• ABOUT THIS EXERCISE
Count the lines in the records that hold the string "MalformedIndexSlot". Only the number should be given.

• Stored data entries
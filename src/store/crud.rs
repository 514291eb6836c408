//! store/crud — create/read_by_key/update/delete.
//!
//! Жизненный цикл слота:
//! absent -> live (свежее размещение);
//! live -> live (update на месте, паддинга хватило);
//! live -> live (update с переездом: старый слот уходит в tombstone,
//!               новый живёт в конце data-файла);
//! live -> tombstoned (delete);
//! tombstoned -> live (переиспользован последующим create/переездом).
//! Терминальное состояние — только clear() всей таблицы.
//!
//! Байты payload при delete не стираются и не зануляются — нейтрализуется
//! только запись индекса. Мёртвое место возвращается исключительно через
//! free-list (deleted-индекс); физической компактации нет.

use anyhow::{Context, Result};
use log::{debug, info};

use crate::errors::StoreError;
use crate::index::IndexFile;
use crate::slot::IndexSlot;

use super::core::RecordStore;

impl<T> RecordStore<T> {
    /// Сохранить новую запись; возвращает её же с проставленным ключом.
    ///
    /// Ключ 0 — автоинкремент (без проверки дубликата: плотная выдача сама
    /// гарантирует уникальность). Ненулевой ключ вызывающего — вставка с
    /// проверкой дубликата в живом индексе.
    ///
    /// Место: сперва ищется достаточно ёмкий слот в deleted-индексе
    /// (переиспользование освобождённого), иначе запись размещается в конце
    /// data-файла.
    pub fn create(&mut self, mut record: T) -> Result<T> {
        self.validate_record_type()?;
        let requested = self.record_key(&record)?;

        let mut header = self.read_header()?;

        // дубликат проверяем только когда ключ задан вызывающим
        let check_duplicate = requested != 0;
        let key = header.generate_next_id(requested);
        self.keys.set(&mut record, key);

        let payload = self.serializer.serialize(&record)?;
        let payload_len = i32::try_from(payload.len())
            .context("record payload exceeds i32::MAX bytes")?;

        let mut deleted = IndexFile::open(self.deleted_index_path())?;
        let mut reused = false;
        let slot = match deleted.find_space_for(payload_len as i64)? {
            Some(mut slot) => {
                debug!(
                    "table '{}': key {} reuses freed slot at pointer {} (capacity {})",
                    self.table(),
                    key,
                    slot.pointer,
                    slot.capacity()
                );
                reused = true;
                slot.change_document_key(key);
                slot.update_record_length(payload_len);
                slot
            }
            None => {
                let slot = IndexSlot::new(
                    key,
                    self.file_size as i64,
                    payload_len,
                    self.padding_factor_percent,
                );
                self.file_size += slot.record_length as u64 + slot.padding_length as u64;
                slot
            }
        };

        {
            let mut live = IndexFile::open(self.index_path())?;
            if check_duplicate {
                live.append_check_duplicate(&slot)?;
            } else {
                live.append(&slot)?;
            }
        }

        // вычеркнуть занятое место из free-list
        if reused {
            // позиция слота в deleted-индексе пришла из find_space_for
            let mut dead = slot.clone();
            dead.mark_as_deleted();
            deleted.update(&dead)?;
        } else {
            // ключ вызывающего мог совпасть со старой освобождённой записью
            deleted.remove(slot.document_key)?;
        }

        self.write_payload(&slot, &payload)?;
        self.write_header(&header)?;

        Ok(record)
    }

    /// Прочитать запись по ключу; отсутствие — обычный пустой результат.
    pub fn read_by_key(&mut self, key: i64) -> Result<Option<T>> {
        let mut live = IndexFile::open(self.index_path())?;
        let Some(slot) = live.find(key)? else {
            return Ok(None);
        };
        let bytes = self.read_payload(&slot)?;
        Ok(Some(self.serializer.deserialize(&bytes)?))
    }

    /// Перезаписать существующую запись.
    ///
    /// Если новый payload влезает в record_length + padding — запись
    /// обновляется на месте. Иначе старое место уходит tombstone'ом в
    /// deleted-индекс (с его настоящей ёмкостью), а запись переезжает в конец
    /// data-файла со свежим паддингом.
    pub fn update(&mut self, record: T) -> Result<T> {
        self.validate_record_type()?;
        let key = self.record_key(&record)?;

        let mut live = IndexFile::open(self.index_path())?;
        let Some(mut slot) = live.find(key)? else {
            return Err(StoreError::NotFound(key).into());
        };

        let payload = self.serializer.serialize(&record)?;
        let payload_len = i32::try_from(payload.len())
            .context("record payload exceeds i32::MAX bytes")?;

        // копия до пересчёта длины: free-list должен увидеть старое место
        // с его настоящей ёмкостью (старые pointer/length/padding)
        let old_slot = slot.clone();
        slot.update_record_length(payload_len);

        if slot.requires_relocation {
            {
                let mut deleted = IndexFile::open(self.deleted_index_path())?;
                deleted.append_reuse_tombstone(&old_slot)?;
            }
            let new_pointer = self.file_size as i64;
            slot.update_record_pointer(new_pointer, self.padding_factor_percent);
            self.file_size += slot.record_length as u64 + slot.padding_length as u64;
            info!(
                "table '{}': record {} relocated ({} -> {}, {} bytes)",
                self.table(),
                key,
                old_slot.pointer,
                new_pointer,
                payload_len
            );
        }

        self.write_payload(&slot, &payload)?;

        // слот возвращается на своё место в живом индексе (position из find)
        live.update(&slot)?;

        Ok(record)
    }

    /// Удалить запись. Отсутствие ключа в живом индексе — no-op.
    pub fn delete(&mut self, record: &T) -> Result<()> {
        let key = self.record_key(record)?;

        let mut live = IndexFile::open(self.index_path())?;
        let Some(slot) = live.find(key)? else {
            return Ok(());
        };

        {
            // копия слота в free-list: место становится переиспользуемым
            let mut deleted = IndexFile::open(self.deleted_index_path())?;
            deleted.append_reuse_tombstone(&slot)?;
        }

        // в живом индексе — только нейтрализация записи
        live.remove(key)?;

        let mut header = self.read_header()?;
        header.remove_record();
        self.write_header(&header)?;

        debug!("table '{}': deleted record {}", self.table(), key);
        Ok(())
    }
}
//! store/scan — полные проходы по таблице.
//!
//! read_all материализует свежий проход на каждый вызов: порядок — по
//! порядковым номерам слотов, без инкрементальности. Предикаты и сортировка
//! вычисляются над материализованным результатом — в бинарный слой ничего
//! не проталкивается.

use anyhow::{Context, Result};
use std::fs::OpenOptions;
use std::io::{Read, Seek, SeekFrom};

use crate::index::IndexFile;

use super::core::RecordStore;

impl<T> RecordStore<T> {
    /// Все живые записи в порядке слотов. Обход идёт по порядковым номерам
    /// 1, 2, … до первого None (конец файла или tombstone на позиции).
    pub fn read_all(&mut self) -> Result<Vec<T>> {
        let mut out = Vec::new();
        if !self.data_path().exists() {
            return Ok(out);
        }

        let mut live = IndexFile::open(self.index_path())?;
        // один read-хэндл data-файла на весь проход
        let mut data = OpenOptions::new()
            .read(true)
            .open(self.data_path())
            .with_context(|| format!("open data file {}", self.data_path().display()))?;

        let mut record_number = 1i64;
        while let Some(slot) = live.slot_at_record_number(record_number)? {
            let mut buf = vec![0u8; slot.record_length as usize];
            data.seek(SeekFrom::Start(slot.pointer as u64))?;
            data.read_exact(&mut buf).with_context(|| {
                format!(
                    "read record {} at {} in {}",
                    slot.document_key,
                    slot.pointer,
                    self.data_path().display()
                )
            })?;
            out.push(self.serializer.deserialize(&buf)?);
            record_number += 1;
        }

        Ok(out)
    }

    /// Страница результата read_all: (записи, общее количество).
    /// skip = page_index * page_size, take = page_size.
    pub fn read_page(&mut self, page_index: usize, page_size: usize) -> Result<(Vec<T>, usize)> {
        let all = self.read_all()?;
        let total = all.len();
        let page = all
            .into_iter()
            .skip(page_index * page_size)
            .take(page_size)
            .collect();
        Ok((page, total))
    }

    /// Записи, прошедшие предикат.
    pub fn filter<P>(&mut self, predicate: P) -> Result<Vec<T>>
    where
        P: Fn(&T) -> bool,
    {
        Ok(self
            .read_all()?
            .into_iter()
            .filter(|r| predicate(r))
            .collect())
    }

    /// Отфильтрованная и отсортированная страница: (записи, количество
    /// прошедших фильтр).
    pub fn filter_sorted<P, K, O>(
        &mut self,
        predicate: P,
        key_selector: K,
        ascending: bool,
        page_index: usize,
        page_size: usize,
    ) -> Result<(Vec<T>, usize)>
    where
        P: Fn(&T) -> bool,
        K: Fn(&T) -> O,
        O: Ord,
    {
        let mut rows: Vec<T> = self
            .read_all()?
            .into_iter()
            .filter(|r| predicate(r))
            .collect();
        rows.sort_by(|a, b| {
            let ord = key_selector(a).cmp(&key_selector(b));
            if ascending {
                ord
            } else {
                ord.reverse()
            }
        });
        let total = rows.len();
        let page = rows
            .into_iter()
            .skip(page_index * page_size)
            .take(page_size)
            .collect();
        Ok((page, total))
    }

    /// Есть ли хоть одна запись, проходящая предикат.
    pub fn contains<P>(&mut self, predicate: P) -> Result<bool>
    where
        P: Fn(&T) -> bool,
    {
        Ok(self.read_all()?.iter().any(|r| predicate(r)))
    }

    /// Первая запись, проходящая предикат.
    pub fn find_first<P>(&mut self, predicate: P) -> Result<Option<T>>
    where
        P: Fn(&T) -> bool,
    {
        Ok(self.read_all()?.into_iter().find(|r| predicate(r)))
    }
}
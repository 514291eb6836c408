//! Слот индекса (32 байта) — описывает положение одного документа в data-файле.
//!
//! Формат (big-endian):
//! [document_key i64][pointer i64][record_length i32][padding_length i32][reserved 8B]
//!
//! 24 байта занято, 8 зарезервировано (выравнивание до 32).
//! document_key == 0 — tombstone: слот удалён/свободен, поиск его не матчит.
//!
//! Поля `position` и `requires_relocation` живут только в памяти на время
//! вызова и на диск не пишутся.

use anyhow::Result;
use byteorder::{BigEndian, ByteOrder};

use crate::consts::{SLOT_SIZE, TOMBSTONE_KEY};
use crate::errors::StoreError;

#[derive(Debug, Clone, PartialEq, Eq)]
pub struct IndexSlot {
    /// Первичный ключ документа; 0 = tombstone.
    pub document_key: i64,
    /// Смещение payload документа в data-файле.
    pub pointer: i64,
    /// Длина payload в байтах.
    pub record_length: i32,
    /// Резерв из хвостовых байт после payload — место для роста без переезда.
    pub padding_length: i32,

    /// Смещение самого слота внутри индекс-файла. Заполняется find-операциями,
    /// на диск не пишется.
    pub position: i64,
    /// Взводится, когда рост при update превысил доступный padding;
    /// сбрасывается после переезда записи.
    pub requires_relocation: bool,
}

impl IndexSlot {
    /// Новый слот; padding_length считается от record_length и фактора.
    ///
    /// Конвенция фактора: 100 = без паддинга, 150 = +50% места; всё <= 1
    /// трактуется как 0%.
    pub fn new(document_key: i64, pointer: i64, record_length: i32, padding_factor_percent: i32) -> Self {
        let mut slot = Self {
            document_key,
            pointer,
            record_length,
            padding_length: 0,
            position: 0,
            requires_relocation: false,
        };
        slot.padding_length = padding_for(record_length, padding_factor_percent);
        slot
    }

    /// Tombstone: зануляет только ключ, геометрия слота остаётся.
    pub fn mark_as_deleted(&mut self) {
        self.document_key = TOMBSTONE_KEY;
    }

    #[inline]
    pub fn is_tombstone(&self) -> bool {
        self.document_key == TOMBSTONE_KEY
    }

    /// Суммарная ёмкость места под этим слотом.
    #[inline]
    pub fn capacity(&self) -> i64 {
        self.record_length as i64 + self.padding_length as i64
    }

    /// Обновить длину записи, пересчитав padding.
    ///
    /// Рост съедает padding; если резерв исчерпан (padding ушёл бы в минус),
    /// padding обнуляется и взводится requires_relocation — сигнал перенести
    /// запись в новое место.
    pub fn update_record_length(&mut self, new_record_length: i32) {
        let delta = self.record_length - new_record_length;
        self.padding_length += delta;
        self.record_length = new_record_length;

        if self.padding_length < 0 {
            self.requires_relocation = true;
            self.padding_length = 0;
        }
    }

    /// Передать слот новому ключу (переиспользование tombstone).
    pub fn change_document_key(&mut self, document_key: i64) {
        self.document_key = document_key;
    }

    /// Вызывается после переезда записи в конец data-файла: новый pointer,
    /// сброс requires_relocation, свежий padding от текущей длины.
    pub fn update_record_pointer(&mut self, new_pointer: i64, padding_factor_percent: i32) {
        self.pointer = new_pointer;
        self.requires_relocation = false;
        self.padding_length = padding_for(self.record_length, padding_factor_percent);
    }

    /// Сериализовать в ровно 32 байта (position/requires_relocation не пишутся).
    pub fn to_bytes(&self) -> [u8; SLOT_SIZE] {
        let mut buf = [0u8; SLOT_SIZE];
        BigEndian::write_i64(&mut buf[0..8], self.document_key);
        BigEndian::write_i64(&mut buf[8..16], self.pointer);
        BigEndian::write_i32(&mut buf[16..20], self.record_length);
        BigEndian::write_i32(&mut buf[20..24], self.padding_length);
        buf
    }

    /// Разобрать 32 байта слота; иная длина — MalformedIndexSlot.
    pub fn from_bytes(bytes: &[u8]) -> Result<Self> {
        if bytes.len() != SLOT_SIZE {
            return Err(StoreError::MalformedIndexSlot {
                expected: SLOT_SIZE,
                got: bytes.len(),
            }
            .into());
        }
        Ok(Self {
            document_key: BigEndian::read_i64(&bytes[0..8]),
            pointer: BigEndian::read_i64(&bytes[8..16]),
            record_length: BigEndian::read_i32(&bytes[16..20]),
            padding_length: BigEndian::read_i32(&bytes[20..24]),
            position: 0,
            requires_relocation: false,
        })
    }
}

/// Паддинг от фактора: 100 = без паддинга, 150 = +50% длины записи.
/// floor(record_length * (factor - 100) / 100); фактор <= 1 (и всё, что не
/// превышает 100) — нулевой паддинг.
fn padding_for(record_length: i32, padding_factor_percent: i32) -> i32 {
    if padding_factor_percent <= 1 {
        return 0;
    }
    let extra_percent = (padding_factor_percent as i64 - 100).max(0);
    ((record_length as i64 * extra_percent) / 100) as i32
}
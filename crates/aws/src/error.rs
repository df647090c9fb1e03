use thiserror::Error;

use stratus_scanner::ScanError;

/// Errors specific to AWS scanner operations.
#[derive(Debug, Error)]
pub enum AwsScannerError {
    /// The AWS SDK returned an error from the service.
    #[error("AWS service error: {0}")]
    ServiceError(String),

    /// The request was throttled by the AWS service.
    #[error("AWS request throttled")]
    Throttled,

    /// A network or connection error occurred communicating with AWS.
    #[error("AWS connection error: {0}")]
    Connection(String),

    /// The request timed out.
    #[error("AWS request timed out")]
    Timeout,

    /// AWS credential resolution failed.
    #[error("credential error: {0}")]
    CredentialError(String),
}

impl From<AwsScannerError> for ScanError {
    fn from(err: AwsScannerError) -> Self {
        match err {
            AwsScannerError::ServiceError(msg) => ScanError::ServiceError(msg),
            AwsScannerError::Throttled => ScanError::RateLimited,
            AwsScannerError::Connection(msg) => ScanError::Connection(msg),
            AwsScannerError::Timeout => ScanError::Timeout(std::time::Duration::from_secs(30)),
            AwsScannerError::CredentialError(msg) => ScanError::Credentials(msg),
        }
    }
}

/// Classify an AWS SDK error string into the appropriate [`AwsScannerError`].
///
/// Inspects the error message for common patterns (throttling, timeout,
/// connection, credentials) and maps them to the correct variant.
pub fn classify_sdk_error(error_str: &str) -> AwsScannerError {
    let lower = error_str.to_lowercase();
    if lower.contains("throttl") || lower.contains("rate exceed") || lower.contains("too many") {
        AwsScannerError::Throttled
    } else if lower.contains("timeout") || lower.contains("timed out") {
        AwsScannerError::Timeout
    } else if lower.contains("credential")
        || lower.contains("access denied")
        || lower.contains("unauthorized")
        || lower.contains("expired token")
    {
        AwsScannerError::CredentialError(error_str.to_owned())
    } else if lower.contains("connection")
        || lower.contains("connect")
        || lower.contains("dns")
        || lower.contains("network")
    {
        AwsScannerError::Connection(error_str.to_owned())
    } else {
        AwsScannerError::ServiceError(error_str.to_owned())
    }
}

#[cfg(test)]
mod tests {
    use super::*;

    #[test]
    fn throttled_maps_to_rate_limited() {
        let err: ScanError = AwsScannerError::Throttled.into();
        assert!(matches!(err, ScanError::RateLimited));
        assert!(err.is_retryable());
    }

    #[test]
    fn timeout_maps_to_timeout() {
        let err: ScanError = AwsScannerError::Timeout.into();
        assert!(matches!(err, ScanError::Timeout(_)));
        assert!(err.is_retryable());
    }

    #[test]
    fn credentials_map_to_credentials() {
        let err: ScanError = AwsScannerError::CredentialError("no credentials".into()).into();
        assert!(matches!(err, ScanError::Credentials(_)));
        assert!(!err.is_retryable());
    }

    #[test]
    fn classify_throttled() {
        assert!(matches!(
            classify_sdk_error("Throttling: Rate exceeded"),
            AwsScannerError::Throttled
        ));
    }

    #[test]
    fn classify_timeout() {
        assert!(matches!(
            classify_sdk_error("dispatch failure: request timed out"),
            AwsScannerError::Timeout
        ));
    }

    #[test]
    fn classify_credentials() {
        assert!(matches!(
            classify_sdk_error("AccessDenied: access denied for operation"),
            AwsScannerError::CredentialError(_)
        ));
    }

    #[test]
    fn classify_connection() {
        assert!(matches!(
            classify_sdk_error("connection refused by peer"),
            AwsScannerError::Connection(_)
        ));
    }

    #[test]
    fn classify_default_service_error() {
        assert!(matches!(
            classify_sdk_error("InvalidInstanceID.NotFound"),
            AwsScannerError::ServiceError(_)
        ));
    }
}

• ANSWER BOX
2